▶ [Task directions]: Copying each record below exactly is the whole task.

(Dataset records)
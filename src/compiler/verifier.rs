//! # Program Verifier
//!
//! Static checks on emitted accumulator code. The central check is
//! non-interference: no `Store` may target a register below the watermark
//! the program was compiled at.

use crate::machine::{Instruction, Reg};
use std::collections::HashSet;

/// Default instruction limit
pub const MAX_INSTRUCTIONS: usize = 1 << 20;

/// Verification result with warnings
#[derive(Debug, Clone)]
pub struct VerifyResult {
    /// Program passed every check
    pub valid: bool,
    /// Errors that make the program unusable
    pub errors: Vec<VerifyError>,
    /// Warnings (non-fatal)
    pub warnings: Vec<String>,
    /// Statistics
    pub stats: ProgramStats,
}

/// Program statistics
#[derive(Debug, Clone, Default, PartialEq, Eq)]
pub struct ProgramStats {
    /// Total instruction count
    pub instruction_count: usize,
    /// Number of `Store` instructions
    pub store_count: usize,
    /// Number of `Load` and `LoadImmediate` instructions
    pub load_count: usize,
    /// Number of distinct registers at or above the watermark that are written
    pub temporaries_used: usize,
}

/// Verification error types
#[derive(Debug, Clone, PartialEq, Eq)]
pub enum VerifyError {
    /// Program exceeds instruction limit.
    TooManyInstructions {
        /// Actual instruction count in the program
        count: usize,
        /// Maximum allowed instructions
        limit: usize,
    },

    /// A store would overwrite variable storage.
    StoreBelowWatermark {
        /// Index of the offending instruction
        index: usize,
        /// Register being written
        reg: Reg,
        /// Watermark the program must respect
        watermark: Reg,
    },

    /// A temporary is read before the program wrote it.
    ReadBeforeWrite {
        /// Index of the offending instruction
        index: usize,
        /// Temporary register being read
        reg: Reg,
    },
}

impl std::fmt::Display for VerifyError {
    fn fmt(&self, f: &mut std::fmt::Formatter<'_>) -> std::fmt::Result {
        match self {
            VerifyError::TooManyInstructions { count, limit } => {
                write!(f, "Too many instructions: {} (limit: {})", count, limit)
            }
            VerifyError::StoreBelowWatermark {
                index,
                reg,
                watermark,
            } => {
                write!(
                    f,
                    "Store to {} at instruction {} is below the watermark {}",
                    reg, index, watermark
                )
            }
            VerifyError::ReadBeforeWrite { index, reg } => {
                write!(
                    f,
                    "Temporary {} read at instruction {} before any store",
                    reg, index
                )
            }
        }
    }
}

/// Accumulator program verifier
pub struct Verifier {
    /// First register the program may write
    watermark: Reg,
    /// Maximum allowed instructions
    max_instructions: usize,
    /// Strict mode (treat warnings as errors)
    strict: bool,
}

impl Verifier {
    /// Creates a verifier for code compiled at `watermark`.
    ///
    /// Defaults:
    /// - `max_instructions`: [`MAX_INSTRUCTIONS`]
    /// - `strict`: `false` (warnings don't fail verification)
    pub fn new(watermark: Reg) -> Self {
        Self {
            watermark,
            max_instructions: MAX_INSTRUCTIONS,
            strict: false,
        }
    }

    /// Enable strict mode
    pub fn strict(mut self) -> Self {
        self.strict = true;
        self
    }

    /// Set custom instruction limit
    pub fn max_instructions(mut self, limit: usize) -> Self {
        self.max_instructions = limit;
        self
    }

    /// Verify a program
    pub fn verify(&self, program: &[Instruction]) -> VerifyResult {
        let mut errors = Vec::new();
        let mut warnings = Vec::new();
        let mut stats = ProgramStats {
            instruction_count: program.len(),
            ..ProgramStats::default()
        };

        if stats.instruction_count > self.max_instructions {
            errors.push(VerifyError::TooManyInstructions {
                count: stats.instruction_count,
                limit: self.max_instructions,
            });
        }

        if program.is_empty() {
            warnings.push("Empty program leaves the accumulator unchanged".to_string());
        }

        let mut written: HashSet<Reg> = HashSet::new();
        let mut acc_defined = false;

        for (index, instr) in program.iter().enumerate() {
            if instr.reads_accumulator() && !acc_defined {
                warnings.push(format!(
                    "Instruction {} uses the accumulator before it is set",
                    index
                ));
                acc_defined = true;
            }

            if let Some(reg) = instr.read_register() {
                self.check_read(index, reg, &written, &mut errors);
            }

            match *instr {
                Instruction::LoadImmediate(_) | Instruction::Load(_) => {
                    stats.load_count += 1;
                    acc_defined = true;
                }
                Instruction::Add(_) => {}
                Instruction::Store(reg) => {
                    stats.store_count += 1;
                    if reg < self.watermark {
                        errors.push(VerifyError::StoreBelowWatermark {
                            index,
                            reg,
                            watermark: self.watermark,
                        });
                    } else {
                        written.insert(reg);
                    }
                }
            }
        }

        stats.temporaries_used = written.len();

        let valid = errors.is_empty() && (!self.strict || warnings.is_empty());

        VerifyResult {
            valid,
            errors,
            warnings,
            stats,
        }
    }

    // Registers below the watermark are variables and may be read freely
    fn check_read(
        &self,
        index: usize,
        reg: Reg,
        written: &HashSet<Reg>,
        errors: &mut Vec<VerifyError>,
    ) {
        if reg >= self.watermark && !written.contains(&reg) {
            errors.push(VerifyError::ReadBeforeWrite { index, reg });
        }
    }
}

▶ [Exercise response]:
filename src/compiler/verifier.rs
//! # Program Verifier
//!
//! Static checks on emitted accumulator code. The central check is
//! non-interference: no `Store` may target a register below the watermark
//! the program was compiled at.

use crate::machine::{Instruction, Reg};
use std::collections::HashSet;

/// Default instruction limit
pub const MAX_INSTRUCTIONS: usize = 1 << 20;

/// Verification result with warnings
#[derive(Debug, Clone)]
pub struct VerifyResult {
    /// Program passed every check
    pub valid: bool,
    /// Errors that make the program unusable
    pub errors: Vec<VerifyError>,
    /// Warnings (non-fatal)
    pub warnings: Vec<String>,
    /// Statistics
    pub stats: ProgramStats,
}

/// Program statistics
#[derive(Debug, Clone, Default, PartialEq, Eq)]
pub struct ProgramStats {
    /// Total instruction count
    pub instruction_count: usize,
    /// Number of `Store` instructions
    pub store_count: usize,
    /// Number of `Load` and `LoadImmediate` instructions
    pub load_count: usize,
    /// Number of distinct registers at or above the watermark that are written
    pub temporaries_used: usize,
}

/// Verification error types
#[derive(Debug, Clone, PartialEq, Eq)]
pub enum VerifyError {
    /// Program exceeds instruction limit.
    TooManyInstructions {
        /// Actual instruction count in the program
        count: usize,
        /// Maximum allowed instructions
        limit: usize,
    },

    /// A store would overwrite variable storage.
    StoreBelowWatermark {
        /// Index of the offending instruction
        index: usize,
        /// Register being written
        reg: Reg,
        /// Watermark the program must respect
        watermark: Reg,
    },

    /// A temporary is read before the program wrote it.
    ReadBeforeWrite {
        /// Index of the offending instruction
        index: usize,
        /// Temporary register being read
        reg: Reg,
    },
}

impl std::fmt::Display for VerifyError {
    fn fmt(&self, f: &mut std::fmt::Formatter<'_>) -> std::fmt::Result {
        match self {
            VerifyError::TooManyInstructions { count, limit } => {
                write!(f, "Too many instructions: {} (limit: {})", count, limit)
            }
            VerifyError::StoreBelowWatermark {
                index,
                reg,
                watermark,
            } => {
                write!(
                    f,
                    "Store to {} at instruction {} is below the watermark {}",
                    reg, index, watermark
                )
            }
            VerifyError::ReadBeforeWrite { index, reg } => {
                write!(
                    f,
                    "Temporary {} read at instruction {} before any store",
                    reg, index
                )
            }
        }
    }
}

/// Accumulator program verifier
pub struct Verifier {
    /// First register the program may write
    watermark: Reg,
    /// Maximum allowed instructions
    max_instructions: usize,
    /// Strict mode (treat warnings as errors)
    strict: bool,
}

impl Verifier {
    /// Creates a verifier for code compiled at `watermark`.
    ///
    /// Defaults:
    /// - `max_instructions`: [`MAX_INSTRUCTIONS`]
    /// - `strict`: `false` (warnings don't fail verification)
    pub fn new(watermark: Reg) -> Self {
        Self {
            watermark,
            max_instructions: MAX_INSTRUCTIONS,
            strict: false,
        }
    }

    /// Enable strict mode
    pub fn strict(mut self) -> Self {
        self.strict = true;
        self
    }

    /// Set custom instruction limit
    pub fn max_instructions(mut self, limit: usize) -> Self {
        self.max_instructions = limit;
        self
    }

    /// Verify a program
    pub fn verify(&self, program: &[Instruction]) -> VerifyResult {
        let mut errors = Vec::new();
        let mut warnings = Vec::new();
        let mut stats = ProgramStats {
            instruction_count: program.len(),
            ..ProgramStats::default()
        };

        if stats.instruction_count > self.max_instructions {
            errors.push(VerifyError::TooManyInstructions {
                count: stats.instruction_count,
                limit: self.max_instructions,
            });
        }

        if program.is_empty() {
            warnings.push("Empty program leaves the accumulator unchanged".to_string());
        }

        let mut written: HashSet<Reg> = HashSet::new();
        let mut acc_defined = false;

        for (index, instr) in program.iter().enumerate() {
            if instr.reads_accumulator() && !acc_defined {
                warnings.push(format!(
                    "Instruction {} uses the accumulator before it is set",
                    index
                ));
                acc_defined = true;
            }

            if let Some(reg) = instr.read_register() {
                self.check_read(index, reg, &written, &mut errors);
            }

            match *instr {
                Instruction::LoadImmediate(_) | Instruction::Load(_) => {
                    stats.load_count += 1;
                    acc_defined = true;
                }
                Instruction::Add(_) => {}
                Instruction::Store(reg) => {
                    stats.store_count += 1;
                    if reg < self.watermark {
                        errors.push(VerifyError::StoreBelowWatermark {
                            index,
                            reg,
                            watermark: self.watermark,
                        });
                    } else {
                        written.insert(reg);
                    }
                }
            }
        }

        stats.temporaries_used = written.len();

        let valid = errors.is_empty() && (!self.strict || warnings.is_empty());

        VerifyResult {
            valid,
            errors,
            warnings,
            stats,
        }
    }

    // Registers below the watermark are variables and may be read freely
    fn check_read(
        &self,
        index: usize,
        reg: Reg,
        written: &HashSet<Reg>,
        errors: &mut Vec<VerifyError>,
    ) {
        if reg >= self.watermark && !written.contains(&reg) {
            errors.push(VerifyError::ReadBeforeWrite { index, reg });
        }
    }
}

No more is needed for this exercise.